08 Setembro 2017
O papa argentino Jorge Mario Bergoglio chega, hoje, a Colômbia para uma delicada visita de cinco dias, que busca inspirar a paz e promover a reconciliação social em um país profundamente polarizado, apesar da recente assinatura do acordo de paz com a guerrilha das FARC e uma trégua com o ELN, que estão colocando fim a mais de 50 anos de conflito.
A reportagem é de Bernardo Barranco V., publicada por La Jornada, 06-09-2017. A tradução é do Cepat.
A dois dias de sua chegada, de Roma, Francisco enviou um vídeo onde estampa o selo de sua visita: ‘Irei como peregrino de esperança e de paz’. Francisco explica que escolheu como lema da viagem ‘Demos o primeiro passo’, porque nos recorda, disse, que sempre é necessário dar um primeiro passo para qualquer atividade e projeto. Também nos estimula a sermos os primeiros a amar, a criar pontes, a criar fraternidade.
O Papa sugere aos colombianos romper com o passado de violência e conflagração, e a se comprometer com tenacidade na construção da paz. Francisco estará em quatro cidades, em cinco dias: Bogotá, Villavicencio, Medellín e Cartagena das Índias, nas quais celebrará missas campais em um parque, em um complexo pecuário, um aeroporto e um porto. Pronunciará discursos e presidirá missas multitudinárias e se reunirá com vítimas e atores do conflito interno. Procederá assim em Villavicencio, onde está previsto um ato pela reconciliação nacional. Além disso, também uma confissão massiva em uma esplanada comercial.
Francisco é o terceiro pontífice a visitar a Colômbia, após Paulo VI, em 1968, e da apoteótica viagem de João Paulo II, em 1986. As gerações atuais não conhecem as novidades que representou a primeira visita de um Papa na América Latina, há quase 50 anos.
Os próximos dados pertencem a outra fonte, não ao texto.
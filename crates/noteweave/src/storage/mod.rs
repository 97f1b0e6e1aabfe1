//! Persistent storage: SQLite for records, the filesystem for uploaded bytes

mod blob_store;
mod database;

pub use blob_store::{BlobStore, LocalBlobStore};
pub use database::{Database, DocumentStats, StoredEmbedding};
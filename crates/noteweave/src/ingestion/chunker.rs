//! Fixed-size character windows with overlap

use uuid::Uuid;

use crate::types::Chunk;

/// Text chunker with configurable size and overlap
#[derive(Debug, Clone)]
pub struct TextChunker {
    /// Window size in characters
    chunk_size: usize,
    /// Characters shared by consecutive windows
    overlap: usize,
}

impl TextChunker {
    /// Create a new chunker. `overlap` is clamped below `chunk_size`.
    pub fn new(chunk_size: usize, overlap: usize) -> Self {
        let chunk_size = chunk_size.max(1);
        Self {
            chunk_size,
            overlap: overlap.min(chunk_size - 1),
        }
    }

    pub fn chunk_size(&self) -> usize {
        self.chunk_size
    }

    pub fn overlap(&self) -> usize {
        self.overlap
    }

    fn step(&self) -> usize {
        self.chunk_size - self.overlap
    }

    /// Number of chunks produced for a text of `len` characters
    pub fn expected_count(&self, len: usize) -> usize {
        if len <= self.overlap {
            return 1;
        }
        (len - self.overlap).div_ceil(self.step())
    }

    /// Split `text` into ordered, overlapping chunks of `document_id`
    ///
    /// Offsets are in characters, not bytes. Every chunk except the last is exactly
    /// `chunk_size` characters long.
    pub fn chunk(&self, document_id: Uuid, text: &str) -> Vec<Chunk> {
        // byte offset of every char boundary, including the end
        let boundaries: Vec<usize> = text
            .char_indices()
            .map(|(i, _)| i)
            .chain(std::iter::once(text.len()))
            .collect();
        let len = boundaries.len() - 1;

        let mut chunks = Vec::with_capacity(self.expected_count(len));
        let mut start = 0usize;

        loop {
            let end = (start + self.chunk_size).min(len);
            let index = chunks.len();
            chunks.push(Chunk {
                id: Chunk::chunk_id(document_id, index),
                document_id,
                index,
                char_start: start,
                char_end: end,
                overlap: if index == 0 { 0 } else { self.overlap },
                content: text[boundaries[start]..boundaries[end]].to_string(),
            });

            if end >= len {
                break;
            }
            start += self.step();
        }

        chunks
    }
}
Quando era muito raro que um pontífice viajasse e se deslocasse a um lugar tão distante de Roma. Assim como foi quando, ao descer o avião, Paulo VI, na manhã do dia 22 de agosto de 1968, beijou o solo americano, diante da visão atônita do então presidente colombiano Carlos Lleras Restrepo.
O Papa Giovanni Montini, erudito intelectual e austero, chegou à América Latina impregnado das novidades do recém-concluído Concílio Vaticano II. O principal objetivo foi inaugurar a reunião da terceira Conferência Geral do Episcopado Latino-Americano (CELAM). Suas mensagens e discursos na Colômbia foram sociais e de denúncia, demandando justiça para os pobres, com conteúdos influenciados pela encíclica Populorum Progressio (1967), dedicada à cooperação entre os povos e ao problema dos países em vias de desenvolvimento. A atitude de Paulo VI, sem dúvida, teve influência nos trabalhos dos bispos que confluíram nos documentos de Medellín e na opção da Igreja pelos pobres. Medellín foi o epicentro do vasto movimento social das comunidades de base e da Teologia da Libertação.
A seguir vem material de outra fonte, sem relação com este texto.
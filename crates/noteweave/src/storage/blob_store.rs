//! Storage for the original bytes of uploaded documents

use async_trait::async_trait;
use serde::{Deserialize, Serialize};
use std::path::PathBuf;
use uuid::Uuid;

use crate::error::{Error, Result};

/// Raw document storage, keyed by document id
#[async_trait]
pub trait BlobStore: Send + Sync {
    /// Store bytes and return the storage reference
    async fn put(&self, doc_id: &Uuid, filename: &str, data: &[u8]) -> Result<String>;

    async fn get(&self, doc_id: &Uuid) -> Result<Vec<u8>>;

    async fn exists(&self, doc_id: &Uuid) -> Result<bool>;

    /// Delete stored bytes; missing blobs are not an error
    async fn delete(&self, doc_id: &Uuid) -> Result<()>;

    fn name(&self) -> &str;
}

/// Filesystem store: `{id}.bin` plus a `{id}.meta.json` sidecar
pub struct LocalBlobStore {
    storage_dir: PathBuf,
}

#[derive(Serialize, Deserialize)]
struct BlobMeta {
    id: Uuid,
    filename: String,
    size: u64,
}

impl LocalBlobStore {
    pub fn new(storage_dir: PathBuf) -> Result<Self> {
        std::fs::create_dir_all(&storage_dir)?;
        Ok(Self { storage_dir })
    }

    fn blob_path(&self, doc_id: &Uuid) -> PathBuf {
        self.storage_dir.join(format!("{}.bin", doc_id))
    }

    fn meta_path(&self, doc_id: &Uuid) -> PathBuf {
        self.storage_dir.join(format!("{}.meta.json", doc_id))
    }
}

#[async_trait]
impl BlobStore for LocalBlobStore {
    async fn put(&self, doc_id: &Uuid, filename: &str, data: &[u8]) -> Result<String> {
        tokio::fs::write(self.blob_path(doc_id), data).await?;

        let meta = BlobMeta {
            id: *doc_id,
            filename: filename.to_string(),
            size: data.len() as u64,
        };
        tokio::fs::write(self.meta_path(doc_id), serde_json::to_string_pretty(&meta)?).await?;

        Ok(doc_id.to_string())
    }

    async fn get(&self, doc_id: &Uuid) -> Result<Vec<u8>> {
        tokio::fs::read(self.blob_path(doc_id))
            .await
            .map_err(|e| Error::internal(format!("Failed to read stored bytes of {}: {}", doc_id, e)))
    }

    async fn exists(&self, doc_id: &Uuid) -> Result<bool> {
        Ok(tokio::fs::try_exists(self.blob_path(doc_id)).await?)
    }

    async fn delete(&self, doc_id: &Uuid) -> Result<()> {
        for path in [self.blob_path(doc_id), self.meta_path(doc_id)] {
            match tokio::fs::remove_file(&path).await {
                Ok(()) => {}
                Err(e) if e.kind() == std::io::ErrorKind::NotFound => {}
                Err(e) => return Err(e.into()),
            }
        }
        Ok(())
    }

    fn name(&self) -> &str {
        "local-filesystem"
    }
}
Se há cinco décadas a Igreja católica era dona espiritual do continente, hoje, Francisco enfrenta uma Colômbia profundamente dividida e indignada pelos níveis cínicos de corrupção generalizada nas elites. Chega a uma região de conflito pela Venezuela, onde se coloca à prova a geopolítica do pontífice. Inclusive, está planejada uma reunião com a conferência de bispos venezuelanos.
A paz e a reconciliação serão os principais desafios de Francisco nesta viagem. Um setor colombiano conservador olha com desconfiança a pregação de Francisco em torno da conquista de uma paz duradoura. Há grupos que temem que a boa vontade do Papa argentino seja capitalizada pelas facções fiéis ao atual presidente Juan Manuel Santos. Apesar do clero colombiano ter reiterado que se trata de uma viagem pastoral, nos fatos a visita se politizou. Ou seja, Francisco chega a uma região não só de guerra militar, mas também política. O Papa anseia uma reconciliação, ao mesmo tempo em que as confrontadas elites de poder almejam tirar proveito dos pronunciamentos, gestos, metáforas e silêncios de Bergoglio.
A disputa do conservador ex-presidente Álvaro Uribe Vélez com seu sucessor, Manuel Santos, é antagônica e desgastante. Segundo Santos, “o Papa vem apoiando as negociações desde o início, desde quando o visitei pela primeira vez. Ele me disse: ‘Mantenha-se aí, não vá fraquejar’. Ao passo que a oposição, desde o plebiscito, não deixou de questionar o governo pela utilização legitimadora do Papa.
A poucas horas da chegada do Pontífice à Colômbia, Uribe escreveu uma mensagem ao Papa Francisco, com a finalidade de fixar uma posição: “Sua Santidade: Nunca nos opusemos à paz, no entanto, a impunidade total aos responsáveis de crimes atrozes, sua elegibilidade política, a autorização legal que receberam para gastar dinheiros ilícitos em suas atividades políticas, e outros pontos, são estímulos ao crime. A Colômbia teve uma democracia afetada pelo narcoterrorismo, não uma ditadura enfrentada por civis armados”.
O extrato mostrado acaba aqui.